To add to the challenge, the fixture was in Cedar Knob’s territory, which is adjacent to the Hillsboro territory and Johnnie had not ridden across it often. Several of the Cedar Knob Whips, who knew their way around, assisted Johnnie and the Hillsboro staff in hunting the hounds. This very hilly country calls for a fit horse and rider, and most were up to the task.
The first day’s cast time was 9:00 a.m., with warm weather in the 60s. The weather continued so warm that the second day’s cast time was moved up to 8:00 a.m. to make scenting conditions better and make it easier on hounds and horses. Nevertheless, both days of hunting were spectacular!
On the first day, hounds were drawn through several coverts that proved to be blank, which may have been, in part, a good thing. It gave the pack a chance to get used to each other and to the huntsman. About two hours into the hunt, the Penn-Maydels did what they do best. They picked up a cold trail and tenaciously stuck with it, building into a crescendo of hound music! Everyone was off and running, with the pack giving good chase. The eventual winner of the hound trials, Longreen Leaf, was observed catching up with the coyote and rolling him over. The coyote turned on the hound and then accelerated his speed up and down the steep hilly countryside, with the pack in full cry, eventually giving them the slip.

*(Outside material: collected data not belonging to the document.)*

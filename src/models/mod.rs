//! Typed payloads for each table, and the `Resource` descriptions the
//! generic admin handlers are built from.

pub mod ads;
pub mod banner;
pub mod blacklist;
pub mod blog;
pub mod enquiry;
pub mod faq;
pub mod feature_flag;
pub mod plan;
pub mod property;
pub mod remote_config;
pub mod support;
pub mod tenant_requirement;

use chrono::{DateTime, Utc};
use serde::de::DeserializeOwned;
use serde::Serialize;
use serde_json::Value;

use crate::error::ApiError;
use crate::supabase::Row;
use crate::utils::parse_timestamp;

/// A request body that validates itself and becomes a row.
pub trait Payload: DeserializeOwned + Send + 'static {
    fn into_row(self) -> Result<Row, ApiError>;
}

/// Describes one admin-managed table.
pub trait Resource: Send + Sync + 'static {
    const TABLE: &'static str;
    /// Singular label used in messages ("Property not found").
    const NAME: &'static str;
    const SELECT: &'static str = "*";
    const DEFAULT_ORDER: &'static str = "created_at.desc";
    const SEARCH_COLUMNS: &'static [&'static str] = &[];
    /// Columns accepted as exact-match query parameters.
    const FILTER_COLUMNS: &'static [&'static str] = &[];
    /// Numeric columns accepted as `min_<col>` / `max_<col>`.
    const RANGE_COLUMNS: &'static [&'static str] = &[];
    const STATUSES: &'static [&'static str] = &[];
    const TOGGLE_COLUMN: Option<&'static str> = None;
    const EXPORT_COLUMNS: &'static [&'static str] = &[];
    /// Columns that must not repeat across rows; checked before insert.
    const UNIQUE_COLUMNS: &'static [&'static str] = &[];
    /// Conflict target when creation is an upsert.
    const UPSERT_ON: Option<&'static str> = None;
    /// False when the resource mounts its own `POST /`.
    const GENERIC_CREATE: bool = true;

    type Create: Payload;
    type Update: Payload;

    /// Extra columns written together with a status change. `current` is the
    /// stored row, empty on create.
    fn on_status_change(_status: &str, _current: &Row, _patch: &mut Row) {}
}

/// Serializes a payload and drops null fields.
pub fn to_row<T: Serialize>(value: &T) -> Result<Row, ApiError> {
    match serde_json::to_value(value) {
        Ok(Value::Object(map)) => Ok(map.into_iter().filter(|(_, v)| !v.is_null()).collect()),
        Ok(_) => Err(ApiError::Internal("payload is not an object".to_string())),
        Err(e) => Err(ApiError::Internal(e.to_string())),
    }
}

/// Like `to_row`, but an update that sets nothing is rejected.
pub fn to_patch<T: Serialize>(value: &T) -> Result<Row, ApiError> {
    let row = to_row(value)?;
    if row.is_empty() {
        return Err(ApiError::bad_request("No fields to update"));
    }
    Ok(row)
}

pub fn required(field: &str, value: &str) -> Result<String, ApiError> {
    let trimmed = value.trim();
    if trimmed.is_empty() {
        return Err(ApiError::BadRequest(format!("{} is required", field)));
    }
    Ok(trimmed.to_string())
}

/// Trims an optional string, turning blanks into `None`.
pub fn trimmed(value: Option<String>) -> Option<String> {
    value
        .map(|v| v.trim().to_string())
        .filter(|v| !v.is_empty())
}

pub fn one_of(field: &str, value: &str, allowed: &[&str]) -> Result<String, ApiError> {
    let normalized = value.trim().to_lowercase();
    if allowed.contains(&normalized.as_str()) {
        Ok(normalized)
    } else {
        Err(ApiError::BadRequest(format!(
            "Invalid {}. Must be one of: {}",
            field,
            allowed.join(", ")
        )))
    }
}

pub fn validate_email(value: &str) -> Result<String, ApiError> {
    let email = value.trim().to_lowercase();
    match email.split_once('@') {
        Some((local, domain)) if !local.is_empty() && domain.contains('.') => Ok(email),
        _ => Err(ApiError::bad_request("Invalid email address")),
    }
}

pub fn non_negative(field: &str, value: f64) -> Result<(), ApiError> {
    if value < 0.0 || value.is_nan() {
        return Err(ApiError::BadRequest(format!("{} cannot be negative", field)));
    }
    Ok(())
}

pub fn timestamp(field: &str, value: &str) -> Result<DateTime<Utc>, ApiError> {
    parse_timestamp(value)
        .ok_or_else(|| ApiError::BadRequest(format!("{} must be a valid date", field)))
}

/// Checks an optional `starts_at` / `ends_at` pair.
pub fn validate_window(starts_at: Option<&str>, ends_at: Option<&str>) -> Result<(), ApiError> {
    let start = starts_at.map(|v| timestamp("starts_at", v)).transpose()?;
    let end = ends_at.map(|v| timestamp("ends_at", v)).transpose()?;
    if let (Some(start), Some(end)) = (start, end) {
        if start > end {
            return Err(ApiError::bad_request("starts_at must be before ends_at"));
        }
    }
    Ok(())
}

/// True when `now` falls inside the row's optional `starts_at` / `ends_at` window.
pub fn is_live(row: &Row, now: DateTime<Utc>) -> bool {
    let bound = |column: &str| {
        row.get(column)
            .and_then(Value::as_str)
            .and_then(parse_timestamp)
    };
    let started = bound("starts_at").map_or(true, |start| start <= now);
    let not_ended = bound("ends_at").map_or(true, |end| end >= now);
    started && not_ended
}

#[cfg(test)]
mod tests {
    use super::*;
    use serde_json::json;

    #[test]
    fn one_of_normalizes_and_lists_choices() {
        assert_eq!(one_of("status", " Active ", &["active", "sold"]).unwrap(), "active");
        let err = one_of("status", "gone", &["active", "sold"]).unwrap_err();
        assert_eq!(err.to_string(), "Invalid status. Must be one of: active, sold");
    }

    #[test]
    fn email_validation() {
        assert_eq!(validate_email(" Priya@Example.COM ").unwrap(), "priya@example.com");
        assert!(validate_email("priya").is_err());
        assert!(validate_email("@example.com").is_err());
        assert!(validate_email("priya@localhost").is_err());
    }

    #[test]
    fn window_validation() {
        assert!(validate_window(Some("2025-01-01"), Some("2025-02-01")).is_ok());
        assert!(validate_window(None, Some("2025-02-01")).is_ok());
        assert!(validate_window(Some("2025-03-01"), Some("2025-02-01")).is_err());
        assert!(validate_window(Some("soon"), None).is_err());
    }

    #[test]
    fn live_window() {
        let now = parse_timestamp("2025-06-15T12:00:00Z").unwrap();
        let row = |v: serde_json::Value| v.as_object().cloned().unwrap();

        assert!(is_live(&row(json!({})), now));
        assert!(is_live(&row(json!({"starts_at": "2025-06-01", "ends_at": null})), now));
        assert!(!is_live(&row(json!({"starts_at": "2025-07-01"})), now));
        assert!(!is_live(&row(json!({"ends_at": "2025-06-14T23:59:59Z"})), now));
    }

    #[test]
    fn patch_must_set_something() {
        #[derive(Serialize)]
        struct Patch {
            title: Option<String>,
        }
        assert!(to_patch(&Patch { title: None }).is_err());
        assert_eq!(
            to_patch(&Patch { title: Some("x".into()) }).unwrap()["title"],
            "x"
        );
    }
}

Susan Walker, Joint Master and Huntsman of Longreen, said that she purposely rode with the fourth field the first day because her hounds are trained to stay with her and she did not want to interfere, wanting them to hunt well for Johnnie. This proved to be good planning because Leaf stayed out in front of the pack. Susan was well positioned, however, to be able to bring up stragglers.
Johnnie said that the second day was a little better, as the pack had learned to work together. There were so many views that many participants lost count.
There was one judge from each participating hunt, as well as several other additional judges. The judges rode with a Whipper-In or someone who knew the territory. Hounds had numbers painted on their sides for identification and judges had voice recorders to record a particular score and hound. When the hunt was over, each judge was able to transfer the oral record to the digital score and the scores were tallied on the spot. This has proved to be a very fair and efficient way to score a hound trial.
The categories scored were Hunting, Tailing, Full Cry, Marking, and Endurance. Scores were tallied in each category and totaled for both days. The overall best winners were: Longreen Leaf, first; Shawnee Zin, second; Cedar Knob Archer, third; Rode Tree Kudos (Longreen) fourth; Mells Hailey, fifth; and Mells Axle, sixth.